## Try it:
Could you reproduce, word for word, everything below from the line containing "currently open section." down to the line containing "impossible count, etc.).", with both of those lines included and no others?

## Source information:
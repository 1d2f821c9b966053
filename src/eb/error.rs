//! Custom error types for the eb-reader crate.

use thiserror::Error;

/// The primary error type for all operations in this crate.
#[derive(Debug, Error)]
pub enum EbError {
    /// An error originating from I/O operations.
    #[error("I/O error: {0:?}")]
    Io(#[from] std::io::Error),

    /// An expected file or resource is absent. Recoverable: the caller may
    /// try alternate names or extensions.
    #[error("Not found: {0}")]
    NotFound(String),

    /// The book's language descriptor names a character code outside the
    /// three supported encodings. Fatal for that book.
    #[error("Unsupported character code: {0}. Only ISO 8859-1 (1), JIS X 0208 (2) and JIS X 0208 + GB 2312 (3) are supported.")]
    UnsupportedEncoding(u16),

    /// A record layout's computed field span disagrees with its declared
    /// on-disk size. Indicates a bug in a format table, never corrupt data.
    #[error("Layout check failed for {layout}: declared {declared} bytes, fields span {computed}")]
    Layout {
        layout: &'static str,
        declared: usize,
        computed: usize,
    },

    /// An end token arrived that does not match the currently open section.
    /// The stream is corrupt or the engine state is wrong.
    #[error("Mismatched section end: expected {expected:?}, found {found:?}")]
    MalformedSection {
        expected: &'static str,
        found: &'static str,
    },

    /// The data is structurally invalid or does not conform to the on-disk
    /// format (short record, impossible count, etc.).
    #[error("Invalid format: {0}")]
    InvalidFormat(String),
}

impl EbError {
    /// True when this error is an I/O end-of-file, which the text reader
    /// treats as a clean end of iteration rather than a failure.
    pub fn is_eof(&self) -> bool {
        matches!(self, EbError::Io(e) if e.kind() == std::io::ErrorKind::UnexpectedEof)
    }
}

/// A convenience `Result` type alias using the crate's `EbError` type.
pub type Result<T> = std::result::Result<T, EbError>;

## Written solution:
    /// An end token arrived that does not match the currently open section.
    /// The stream is corrupt or the engine state is wrong.
    #[error("Mismatched section end: expected {expected:?}, found {found:?}")]
    MalformedSection {
        expected: &'static str,
        found: &'static str,
    },

    /// The data is structurally invalid or does not conform to the on-disk
    /// format (short record, impossible count, etc.).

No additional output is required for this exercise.